Participants initiating medical interventions for gender dysphoria with GnRHas have self- and parent-reported psychological and emotional health comparable with the population of adolescents at large, which remains relatively stable over 24 months. Given that the mental health of youth with gender dysphoria who are older is often poor, it is likely that puberty blockers prevent the deterioration of mental health.

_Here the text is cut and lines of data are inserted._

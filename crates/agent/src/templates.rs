//! Guest- and host-facing message texts. Every number shown here comes from the pricing
//! engine or the booking record, never from generated text.

use std::collections::BTreeSet;

use chrono::NaiveDate;

use innkeep_core::domain::booking::{BookingRecord, Decision};
use innkeep_core::domain::conversation::{DateRange, DerivedPrice};
use innkeep_core::domain::property::Property;
use innkeep_core::flows::intake::IntakeField;
use innkeep_core::pricing::format_amount;

pub const PAYER_DETAILS_FORMAT: &str = "Name: John Doe\nBank: JazzCash";

fn long_date(date: NaiveDate) -> String {
    date.format("%B %d, %Y").to_string()
}

fn nights_label(nights: u32) -> String {
    if nights == 1 {
        "1 night".to_string()
    } else {
        format!("{nights} nights")
    }
}

pub fn welcome(property: &Property) -> String {
    format!(
        "Hello! Welcome to {} in {}. I can answer questions about the property, check \
         availability for your dates, or help you book.",
        property.name, property.location
    )
}

pub fn ask_for_dates() -> String {
    "Which dates are you interested in? Please share your check-in and check-out dates, for \
     example: 24 Nov to 30 Nov 2025."
        .to_string()
}

pub fn available(property: &Property, price: &DerivedPrice) -> String {
    format!(
        "Good news! {} is available from {} to {} ({}). The total comes to {} ({} per night). \
         Would you like to book?",
        property.name,
        long_date(price.range.check_in),
        long_date(price.range.check_out),
        nights_label(price.nights),
        format_amount(price.total, &price.currency),
        format_amount(price.nightly_rate, &price.currency)
    )
}

pub fn unavailable(property: &Property, range: &DateRange) -> String {
    format!(
        "Sorry, {} is already booked for part of {}. Could you try different dates?",
        property.name, range
    )
}

pub fn check_in_in_past(range: &DateRange) -> String {
    format!(
        "The check-in date {} has already passed. Could you share upcoming dates?",
        long_date(range.check_in)
    )
}

pub fn dates_locked(range: &DateRange) -> String {
    format!(
        "Your booking request for {range} is already with the host, so I can't change the dates \
         right now. You'll hear back here as soon as the host replies."
    )
}

pub fn price_changed(previous: &DerivedPrice, current: &DerivedPrice) -> String {
    format!(
        "I've updated your dates to {} ({}). The new total is {}. The previous total of {} \
         applied to your earlier dates ({}, {}).",
        current.range,
        nights_label(current.nights),
        format_amount(current.total, &current.currency),
        format_amount(previous.total, &previous.currency),
        previous.range,
        nights_label(previous.nights)
    )
}

pub fn price_summary(price: &DerivedPrice) -> String {
    format!(
        "For {} ({}), the total is {}.",
        price.range,
        nights_label(price.nights),
        format_amount(price.total, &price.currency)
    )
}

pub fn continue_to_payment_prompt() -> String {
    "Would you like to continue to payment?".to_string()
}

pub fn guest_limit(property: &Property, requested: u32) -> String {
    format!(
        "Please note that {} accommodates up to {} guests, and you mentioned {requested}.",
        property.name, property.max_guests
    )
}

pub fn location(property: &Property) -> String {
    format!("{} is located at {}.", property.name, property.location)
}

pub fn check_in_out(property: &Property) -> String {
    format!(
        "Check-in is from {} and check-out is by {}.",
        property.check_in_time, property.check_out_time
    )
}

pub fn capacity(property: &Property) -> String {
    format!("{} accommodates up to {} guests.", property.name, property.max_guests)
}

pub fn amenities(property: &Property) -> String {
    if property.amenities.is_empty() {
        return format!("{} doesn't list any amenities yet.", property.name);
    }
    format!("Amenities at {}: {}.", property.name, property.amenities.join(", "))
}

pub fn nightly_rate(property: &Property, price: Option<&DerivedPrice>) -> String {
    let rate = format!(
        "The nightly rate is {}.",
        format_amount(property.nightly_rate, &property.currency)
    );
    match price {
        Some(price) => format!("{rate} {}", price_summary(price)),
        None => rate,
    }
}

pub fn payment_instructions(property: &Property, price: &DerivedPrice, repeat: bool) -> String {
    let mut message = if repeat {
        String::from("Here are the payment details again.\n\n")
    } else {
        String::from("Great, let's get you booked!\n\n")
    };

    message.push_str(&format!(
        "💰 Amount: {}\n📅 Dates: {} to {} ({})\n\n",
        format_amount(price.total, &price.currency),
        long_date(price.range.check_in),
        long_date(price.range.check_out),
        nights_label(price.nights)
    ));

    if property.payment_methods.is_empty() {
        message.push_str("The host will share payment details with you shortly.\n");
    } else {
        message.push_str("Please transfer the amount to one of these accounts:\n");
        for method in &property.payment_methods {
            message.push_str(&format!(
                "• {}: {} ({})\n",
                method.bank_name, method.account_number, method.account_name
            ));
            if let Some(instructions) = &method.instructions {
                message.push_str(&format!("  {instructions}\n"));
            }
        }
    }

    message.push_str(&format!(
        "\nOnce you've paid, send a screenshot of the transfer along with:\n{PAYER_DETAILS_FORMAT}"
    ));
    message
}

pub fn payment_reminder() -> String {
    format!(
        "Whenever you're ready, send the payment screenshot along with:\n{PAYER_DETAILS_FORMAT}"
    )
}

pub fn missing_intake_fields(missing: &BTreeSet<IntakeField>) -> String {
    let labels = missing.iter().map(IntakeField::label).collect::<Vec<_>>();
    let mut message = format!(
        "Thanks! I still need the following before sending your payment for verification:\n- {}",
        labels.join("\n- ")
    );
    if missing.contains(&IntakeField::PayerName) || missing.contains(&IntakeField::PayerBank) {
        message.push_str(&format!("\n\nPlease send them in the format:\n{PAYER_DETAILS_FORMAT}"));
    }
    message
}

pub fn intake_submitted() -> String {
    "Thank you! I've sent your payment details to the host for verification. You'll receive a \
     confirmation here as soon as it's approved."
        .to_string()
}

pub fn intake_awaiting_dates() -> String {
    format!("Thanks, I have your payment details. {}", ask_for_dates())
}

pub fn awaiting_approval() -> String {
    "Your payment is with the host for verification. You'll receive a confirmation here as soon \
     as they reply."
        .to_string()
}

pub fn already_confirmed(record: &BookingRecord) -> String {
    format!(
        "Your booking {} for {} is confirmed. Check-in instructions will be sent to you before \
         your arrival.",
        record.id, record.dates
    )
}

pub fn attachment_retry() -> String {
    "Sorry, I couldn't save that screenshot. Please send it again; I've kept the other details \
     you shared."
        .to_string()
}

pub fn approval_request(record: &BookingRecord, property: &Property) -> String {
    format!(
        "💰 Payment Verification Request\n\n\
         Booking ID: {}\n\
         Guest: {}\n\
         Property: {}\n\
         Amount: {}\n\
         Dates: {} to {}\n\n\
         📋 Customer Payment Details:\n\
         • Customer Name: {}\n\
         • Bank Sent From: {}\n\n\
         ⚠️ Please check your {} account for the payment.\n\n\
         After verifying, reply:\n\
         ✅ 'yes' if payment received\n\
         ❌ 'no' if payment not found",
        record.id,
        record.payer_name,
        property.name,
        format_amount(record.total_price, &record.currency),
        record.dates.check_in,
        record.dates.check_out,
        record.payer_name,
        record.payer_bank,
        record.payer_bank
    )
}

pub fn booking_confirmed(record: &BookingRecord, property: &Property) -> String {
    format!(
        "✅ Booking Confirmed!\n\n\
         Your booking has been confirmed:\n\
         Property: {}\n\
         Check-in: {}\n\
         Check-out: {}\n\
         Total: {}\n\
         Booking ID: {}\n\n\
         Check-in instructions will be sent to you before your arrival.",
        property.name,
        long_date(record.dates.check_in),
        long_date(record.dates.check_out),
        format_amount(record.total_price, &record.currency),
        record.id
    )
}

pub fn booking_rejected(record: &BookingRecord) -> String {
    let reason = record
        .rejection_reason
        .clone()
        .unwrap_or_else(|| "Please contact support if you believe this is an error.".to_string());
    format!(
        "❌ Payment Verification Failed\n\n\
         Unfortunately, we were unable to verify your payment.\n\
         {reason}\n\n\
         Your dates are still saved. If you'd like to try again, send a new payment screenshot \
         with your name and bank."
    )
}

pub fn approver_ack(record: &BookingRecord, applied: bool) -> String {
    let verdict = match record.decision() {
        Some(Decision::Approve) => "confirmed",
        Some(Decision::Reject) => "cancelled",
        None => "pending",
    };
    if applied {
        format!("Booking {} is now {verdict}. The guest has been notified.", record.id)
    } else {
        format!("Booking {} was already {verdict}; nothing changed.", record.id)
    }
}

pub fn no_pending_approvals() -> String {
    "There are no bookings waiting for your decision right now.".to_string()
}

#[cfg(test)]
mod tests {
    use std::collections::BTreeSet;

    use chrono::{NaiveDate, Utc};
    use rust_decimal::Decimal;

    use innkeep_core::domain::booking::{BookingId, BookingRecord, BookingStatus, PaymentStatus};
    use innkeep_core::domain::conversation::{ConversationKey, DateRange};
    use innkeep_core::flows::intake::IntakeField;
    use innkeep_db::fixtures::demo_property;

    use super::{
        approval_request, ask_for_dates, booking_confirmed, intake_awaiting_dates,
        missing_intake_fields,
    };

    fn record() -> BookingRecord {
        BookingRecord {
            id: BookingId("BK-1".to_string()),
            key: ConversationKey::new("guest-1", "prop-lakeview"),
            approver_id: "host-lakeview".to_string(),
            dates: DateRange::new(
                NaiveDate::from_ymd_opt(2025, 11, 24).expect("valid date"),
                NaiveDate::from_ymd_opt(2025, 11, 30).expect("valid date"),
            )
            .expect("valid range"),
            total_price: Decimal::new(600, 0),
            currency: "USD".to_string(),
            payment_status: PaymentStatus::Pending,
            booking_status: BookingStatus::Draft,
            screenshot_ref: "file://r.jpg".to_string(),
            payer_name: "Ali Khan".to_string(),
            payer_bank: "JazzCash".to_string(),
            attempt: 1,
            decided_by: None,
            rejection_reason: None,
            created_at: Utc::now(),
            decided_at: None,
        }
    }

    #[test]
    fn approval_request_carries_everything_the_host_checks() {
        let text = approval_request(&record(), &demo_property());
        for expected in ["BK-1", "Ali Khan", "JazzCash", "USD 600.00", "2025-11-24", "'yes'"] {
            assert!(text.contains(expected), "missing {expected}");
        }
    }

    #[test]
    fn confirmation_uses_long_dates() {
        let text = booking_confirmed(&record(), &demo_property());
        assert!(text.contains("November 24, 2025"));
        assert!(text.contains("Check-in instructions will be sent"));
    }

    #[test]
    fn missing_fields_only_lists_what_is_missing() {
        let text = missing_intake_fields(&BTreeSet::from([IntakeField::PayerBank]));
        assert!(text.contains("bank or wallet"));
        assert!(!text.contains("full name"));
        assert!(!text.contains("screenshot"));
        assert!(text.contains("Name: John Doe"));
    }

    #[test]
    fn evidence_without_dates_acknowledges_then_asks_for_dates() {
        let text = intake_awaiting_dates();
        assert!(text.starts_with("Thanks, I have your payment details."));
        assert!(text.ends_with(&ask_for_dates()));
    }
}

针对性别焦虑症青少年的医学干预措施可包括使用促性腺激素释放激素类似物(GnRHas)来抑制内源性青春期。本分析旨在了解以GnRHas开始的医学干预对性别焦虑症青少年24个月内心理健康的影响。
参与者作为美国跨性别青少年护理研究的一部分被招募。青少年的纳入标准包括性别焦虑症诊断和青春期开始。性早熟或已有骨质疏松症的青少年不符合条件。青少年在开始使用GnRHas后的基线、6个月、12个月、18个月和24个月报告抑郁症状、情绪健康和自杀倾向。父母/照顾者在开始使用GnRHas后的基线、12个月和24个月完成儿童行为检查表。潜在生长曲线模型分析了24个月期间的变化轨迹。
94名年龄在8至16岁(平均 = 11.2岁)的青少年主要为非西班牙裔白人(56%),青春期早期(86%),出生时被指定为男性(52%)。抑郁症状、情绪健康和儿童行为检查表各项指标在24个月内没有显著变化。在任何时间点,抑郁、情绪健康或儿童行为检查表各项指标的均值均未处于临床关注范围。
开始使用GnRHas对性别焦虑症进行医学干预的参与者自我报告和父母报告的心理及情绪健康与广大青少年群体相当,且在24个月内保持相对稳定。鉴于年龄较大的性别焦虑症青少年心理健康往往较差,青春期阻滞剂可能预防了心理健康的恶化。